Crowdfunding brings independence

“We saw from our previous experience that the political pressure is coming through the business or the financial channels,” says Pethő. Direkt36 sticks to fact-based, non-partisan reporting. But investors and advertisers in media which irk the government risk quietly losing other business.

“We wanted to eliminate that. We don't have to rely on investors. We don't have to rely on advertisers. We don’t have to rely on political actors or state agencies,” Pethő explains. “We don't have a CEO who sends us messages in the middle of the night.”

Partnerships are important, too. Charitable grants helped launch Direkt36 in 2015. Invaluable, too, was advice from German crowdfunded news site Krautreporter. Major Hungarian media relay Direkt36 stories to a wider audience, adding to its revenue. Joint reporting with foreign media includes taking part in two major international investigative journalism syndicates.

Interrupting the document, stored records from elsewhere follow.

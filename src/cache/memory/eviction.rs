//! Random-sample eviction for the live tier
//!
//! The live tier does not track exact recency. When it is full a handful of
//! live keys is drawn at random and dropped from it. Each draw is a single
//! index into the dense list of live keys, so an overflow costs O(sample)
//! regardless of how large the tier is.

use rand::rngs::StdRng;
use rand::{Rng, RngCore, SeedableRng};

/// Upper bound on keys evicted per overflow
pub const MAX_SAMPLE: usize = 7;

/// Keys evicted from a full live tier: `min(7, maximum / 10)`, at least one
#[inline]
pub fn sample_size(maximum_size: usize) -> usize {
    (maximum_size / 10).clamp(1, MAX_SAMPLE)
}

/// Pluggable random source for victim selection
pub(crate) struct RandomSampler {
    rng: Box<dyn RngCore + Send>,
}

impl std::fmt::Debug for RandomSampler {
    fn fmt(&self, f: &mut std::fmt::Formatter<'_>) -> std::fmt::Result {
        f.debug_struct("RandomSampler").finish_non_exhaustive()
    }
}

impl RandomSampler {
    pub fn new<R>(rng: R) -> Self
    where
        R: RngCore + Send + 'static,
    {
        Self { rng: Box::new(rng) }
    }

    pub fn from_os_rng() -> Self {
        Self::new(StdRng::from_os_rng())
    }

    /// Uniform position in `0..len`, `None` when there is nothing to pick
    #[inline]
    pub fn pick(&mut self, len: usize) -> Option<usize> {
        (len > 0).then(|| self.rng.random_range(0..len))
    }
}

Ready to share survival lessons

With Hungary’s surviving independent media under even greater financial pressure as COVID-19 hits the economy, Sáling is delighted with a surge in support for the latest annual crowdfunding campaign and with a new grant of €144,430 over three years from Civitates: “It gives us flexibility and security. We can make longer plans, not just what will happen during the next six months.”

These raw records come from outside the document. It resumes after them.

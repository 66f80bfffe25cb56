//! Provider extension point
//!
//! A provider owns the real, possibly slow, backing store for some
//! attributes of some entities. The cache asks providers in order and uses
//! the first one that recognizes both the entity and the attribute.

use std::hash::Hash;
use std::sync::Arc;

use super::types_and_enums::{Cached, TurboError};
use crate::cache::memory::Memory;

/// Backing-store contract consulted on cache misses and on writes
pub trait TurboProvider<K, V>: Send + Sync {
    /// Whether this provider serves `name`
    fn recognizes_attribute(&self, name: &str) -> bool;

    /// Whether this provider serves `key`
    fn recognizes_entity(&self, key: &K) -> bool;

    /// Load the attribute from the backing store
    ///
    /// `None` means the provider could not determine a value and nothing is
    /// cached. Related values computed on the way may be seeded through
    /// `memory`.
    fn read_entry(&self, key: &Arc<K>, name: &str, memory: &MemoryCache<'_, K, V>) -> Option<Cached<V>>;

    /// Store the attribute; `None` removes it
    ///
    /// Returns whether the write was accepted.
    fn write_entry(&self, key: &Arc<K>, name: &str, value: Option<&Cached<V>>) -> Result<bool, TurboError>;
}

/// Observer notified after an attribute write went through a provider
pub trait TurboListener<K, V>: Send + Sync {
    fn entry_changed(&self, key: &K, name: &str, value: Option<&Cached<V>>);
}

/// Write-through handle handed to `TurboProvider::read_entry`
///
/// The only way provider code may mutate the memory directly.
#[derive(Debug)]
pub struct MemoryCache<'a, K, V> {
    memory: Option<&'a Memory<K, V>>,
}

impl<K, V> Clone for MemoryCache<'_, K, V> {
    fn clone(&self) -> Self {
        *self
    }
}

impl<K, V> Copy for MemoryCache<'_, K, V> {}

impl<'a, K, V> MemoryCache<'a, K, V>
where
    K: Eq + Hash + Clone,
    V: Clone,
{
    pub fn new(memory: &'a Memory<K, V>) -> Self {
        Self {
            memory: Some(memory),
        }
    }

    /// Handle that silently ignores every write
    pub fn disabled() -> Self {
        Self { memory: None }
    }

    pub fn is_enabled(&self) -> bool {
        self.memory.is_some()
    }

    /// Seed the memory with a value the provider computed as a byproduct
    pub fn cache_entry(&self, key: &Arc<K>, name: &str, value: Option<Cached<V>>) {
        if let Some(memory) = self.memory {
            memory.put(key, name, value);
        }
    }
}

#[cfg(test)]
mod tests {
    use super::*;
    use crate::telemetry::Statistics;

    #[test]
    fn test_cache_entry_writes_through() {
        let memory: Memory<String, u32> =
            Memory::new(Arc::new(Statistics::disabled()), 4, None).unwrap();
        let handle = MemoryCache::new(&memory);
        let key = Arc::new("/repo/a.txt".to_string());

        assert!(handle.is_enabled());
        handle.cache_entry(&key, "status", Some(Cached::Value(3)));
        assert_eq!(memory.get(&key, "status"), Some(Cached::Value(3)));
    }

    #[test]
    fn test_disabled_handle_ignores_writes() {
        let handle = MemoryCache::<String, u32>::disabled();
        assert!(!handle.is_enabled());
        handle.cache_entry(&Arc::new("x".to_string()), "status", Some(Cached::Null));
    }
}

Welcome, too, is joining a network of media grantees supported by Civitates to share ideas. In Budapest, they are keen to improve audiovisual output and learn new investigative tools. But they also believe they can offer some hard-won insights into survival in what Sáling sees as a newly hostile environment toward independent media in countries around the world.

“I'm very happy when I hear that people in Western Europe are surprised [at] what's going on in Hungary. But I think we are really the pioneers, and this is waiting for everyone,” he says. “Journalists have to get used to it, especially if you’re covering high-stakes politics and business.”

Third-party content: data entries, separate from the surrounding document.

#[cfg(test)]
mod tests {
    use super::*;
    use std::collections::HashMap;
    use std::sync::atomic::{AtomicUsize, Ordering};

    type Key = String;

    /// Provider backed by a map, serving `status` for keys under `/repo`
    #[derive(Default)]
    struct MapProvider {
        values: Mutex<HashMap<String, String>>,
        reads: AtomicUsize,
        reject_writes: bool,
    }

    impl MapProvider {
        fn with(entries: &[(&str, &str)]) -> Self {
            let values = entries
                .iter()
                .map(|(k, v)| (k.to_string(), v.to_string()))
                .collect();
            Self {
                values: Mutex::new(values),
                ..Self::default()
            }
        }
    }

    impl TurboProvider<Key, String> for MapProvider {
        fn recognizes_attribute(&self, name: &str) -> bool {
            name == "status"
        }

        fn recognizes_entity(&self, key: &Key) -> bool {
            key.starts_with("/repo")
        }

        fn read_entry(
            &self,
            key: &Arc<Key>,
            _name: &str,
            memory: &MemoryCache<'_, Key, String>,
        ) -> Option<Cached<String>> {
            self.reads.fetch_add(1, Ordering::SeqCst);
            let values = self.values.lock().unwrap();
            if key.ends_with(".ignored") {
                return Some(Cached::Null);
            }
            let value = values.get(key.as_str())?.clone();
            let sibling = Arc::new(format!("{}.sibling", key));
            memory.cache_entry(&sibling, "status", Some(Cached::Value(value.clone())));
            Some(Cached::Value(value))
        }

        fn write_entry(
            &self,
            key: &Arc<Key>,
            _name: &str,
            value: Option<&Cached<String>>,
        ) -> Result<bool, TurboError> {
            if self.reject_writes {
                return Ok(false);
            }
            let mut values = self.values.lock().unwrap();
            match value.and_then(Cached::value) {
                Some(v) if v == "boom" => Err(TurboError::provider_failed("disk full")),
                Some(v) => {
                    values.insert(key.to_string(), v.clone());
                    Ok(true)
                }
                None => {
                    values.remove(key.as_str());
                    Ok(true)
                }
            }
        }
    }

    #[derive(Default)]
    struct RecordingListener {
        events: Mutex<Vec<(String, Option<String>)>>,
    }

    impl TurboListener<Key, String> for RecordingListener {
        fn entry_changed(&self, key: &Key, _name: &str, value: Option<&Cached<String>>) {
            self.events
                .lock()
                .unwrap()
                .push((key.clone(), value.and_then(Cached::value).cloned()));
        }
    }

    fn turbo(provider: Arc<MapProvider>) -> Turbo<Key, String> {
        Turbo::builder()
            .statistics_mode(StatisticsMode::Disabled)
            .minimum_size(8)
            .maximum_size(Some(100))
            .eviction_seed(7)
            .provider(provider)
            .build()
            .unwrap()
    }

    fn key(path: &str) -> Arc<Key> {
        Arc::new(path.to_string())
    }

    #[test]
    fn test_provider_read_is_cached() {
        let provider = Arc::new(MapProvider::with(&[("/repo/a.txt", "modified")]));
        let turbo = turbo(provider.clone());
        let k = key("/repo/a.txt");

        let expected = Some(Cached::Value("modified".to_string()));
        assert_eq!(turbo.read_entry(&k, "status"), expected);
        assert_eq!(turbo.read_entry(&k, "status"), expected);
        assert_eq!(provider.reads.load(Ordering::SeqCst), 1);

        let mut ctx = ReadContext::new();
        assert!(turbo.is_prepared(&k, "status", &mut ctx));
        assert_eq!(turbo.memory().get_in(&k, "status", &mut ctx), expected);
    }

    #[test]
    fn test_provider_can_seed_memory() {
        let provider = Arc::new(MapProvider::with(&[("/repo/a.txt", "added")]));
        let turbo = turbo(provider.clone());

        turbo.read_entry(&key("/repo/a.txt"), "status");
        let sibling = key("/repo/a.txt.sibling");
        assert_eq!(
            turbo.read_entry(&sibling, "status"),
            Some(Cached::Value("added".to_string()))
        );
        assert_eq!(provider.reads.load(Ordering::SeqCst), 1);
    }

    #[test]
    fn test_null_is_cached_but_missing_is_not() {
        let provider = Arc::new(MapProvider::default());
        let turbo = turbo(provider.clone());

        let ignored = key("/repo/build.ignored");
        assert_eq!(turbo.read_entry(&ignored, "status"), Some(Cached::Null));
        assert_eq!(turbo.read_entry(&ignored, "status"), Some(Cached::Null));
        assert_eq!(provider.reads.load(Ordering::SeqCst), 1);

        let unknown = key("/repo/unknown.txt");
        assert_eq!(turbo.read_entry(&unknown, "status"), None);
        assert_eq!(turbo.read_entry(&unknown, "status"), None);
        assert_eq!(provider.reads.load(Ordering::SeqCst), 3);
    }

    #[test]
    fn test_unrecognized_reads_and_writes() {
        let turbo = turbo(Arc::new(MapProvider::default()));
        let outside = key("/tmp/a.txt");

        assert_eq!(turbo.read_entry(&outside, "status"), None);
        assert_eq!(turbo.read_entry(&key("/repo/a.txt"), "label"), None);
        assert_eq!(
            turbo.write_entry(&outside, "status", Some(Cached::Null)),
            Err(TurboError::NoProvider("status".to_string()))
        );
    }

    #[test]
    fn test_write_goes_through_provider_and_notifies() {
        let provider = Arc::new(MapProvider::default());
        let turbo = turbo(provider.clone());
        let listener = Arc::new(RecordingListener::default());
        let registered: ListenerRef<Key, String> = listener.clone();
        turbo.add_listener(registered.clone());

        let k = key("/repo/a.txt");
        let value = Some(Cached::Value("staged".to_string()));
        assert_eq!(turbo.write_entry(&k, "status", value.clone()), Ok(true));
        assert_eq!(turbo.memory().get(&k, "status"), value);
        assert_eq!(
            provider.values.lock().unwrap().get("/repo/a.txt").cloned(),
            Some("staged".to_string())
        );

        assert_eq!(turbo.write_entry(&k, "status", None), Ok(true));
        assert_eq!(turbo.memory().get(&k, "status"), None);

        assert_eq!(
            *listener.events.lock().unwrap(),
            vec![
                ("/repo/a.txt".to_string(), Some("staged".to_string())),
                ("/repo/a.txt".to_string(), None),
            ]
        );

        assert!(turbo.remove_listener(&registered));
        assert!(!turbo.remove_listener(&registered));
        turbo.write_entry(&k, "status", Some(Cached::Null)).unwrap();
        assert_eq!(listener.events.lock().unwrap().len(), 2);
    }

    #[test]
    fn test_failed_or_declined_write_leaves_memory() {
        let provider = Arc::new(MapProvider::default());
        let failing = turbo(provider);
        let k = key("/repo/a.txt");

        let err = failing
            .write_entry(&k, "status", Some(Cached::Value("boom".to_string())))
            .unwrap_err();
        assert!(matches!(err, TurboError::Provider(_)));
        assert_eq!(failing.memory().get(&k, "status"), None);

        let declining = Arc::new(MapProvider {
            reject_writes: true,
            ..MapProvider::default()
        });
        let declined = turbo(declining);
        assert_eq!(declined.write_entry(&k, "status", Some(Cached::Null)), Ok(false));
        assert_eq!(declined.memory().get(&k, "status"), None);
    }

    #[test]
    fn test_first_recognizing_provider_wins() {
        let first = Arc::new(MapProvider::with(&[("/repo/a.txt", "first")]));
        let second = Arc::new(MapProvider::with(&[("/repo/a.txt", "second")]));
        let providers = vec![first as ProviderRef<Key, String>, second.clone()];
        let turbo: Turbo<Key, String> = Turbo::create_custom(providers, 4, Some(40)).unwrap();

        assert_eq!(
            turbo.read_entry(&key("/repo/a.txt"), "status"),
            Some(Cached::Value("first".to_string()))
        );
        assert_eq!(second.reads.load(Ordering::SeqCst), 0);
    }

    #[test]
    fn test_invalid_bounds_fail_build() {
        let result: Result<Turbo<Key, String>, _> = Turbo::builder()
            .minimum_size(50)
            .maximum_size(Some(10))
            .build();
        assert!(matches!(result, Err(TurboError::InvalidConfiguration(_))));
    }

    #[test]
    fn test_statistics_count_hits() {
        let dir = tempfile::tempdir().unwrap();
        let provider = Arc::new(MapProvider::with(&[("/repo/a.txt", "clean")]));
        let turbo: Turbo<Key, String> = Turbo::builder()
            .statistics_mode(StatisticsMode::Minimal)
            .statistics_dir(dir.path())
            .provider(provider)
            .build()
            .unwrap();

        let k = key("/repo/a.txt");
        for _ in 0..3 {
            turbo.read_entry(&k, "status");
        }
        let snapshot = turbo.statistics().snapshot();
        assert_eq!(snapshot.requests, 3);
        assert_eq!(snapshot.provider_hits, 1);
        assert_eq!(snapshot.memory_hits, 2);

        turbo.shutdown();
    }
}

Expensive legal threats from those targeted in investigations are a problem, says Pethő, as are personal attacks on social media and pro-government outlets against independent journalists. But, citing murders of investigative journalists abroad, including in Slovakia next door, he adds: “So far, we haven't received physical threats … so, hopefully, we are not there yet.”

Running a news outlet that has to battle for economic survival by nurturing its relationship with readers rather than advertisers or investors also brings benefits. Crowdfunding supporters get special newsletters and interact with the news team. Sáling says the Direkt36 model forces journalists to go beyond any lofty ideals about their role in a democracy and to demonstrate how they can have a real impact on what matters to people: “It brings down your ego,” he says. “Crowdfunding … is a good, self-reflective way to do this business.”

More info

Civitates is a joint Philanthropic Initiative for Democracy and Solidarity in Europe, by a network of foundations, including the King Baudouin Foundation. In November, it granted €2,467,000 to 11 independent public-interest journalism organisations across Europe for a period of 3 years in order to help theml develop in a sustainable, resilient and inter-connected way. In particular, it aims to help organisations operating in contexts where the market has failed to support independent journalism, media have been captured by state or non-state actors, or where there has been a hostile legal environment for public-interest journalism.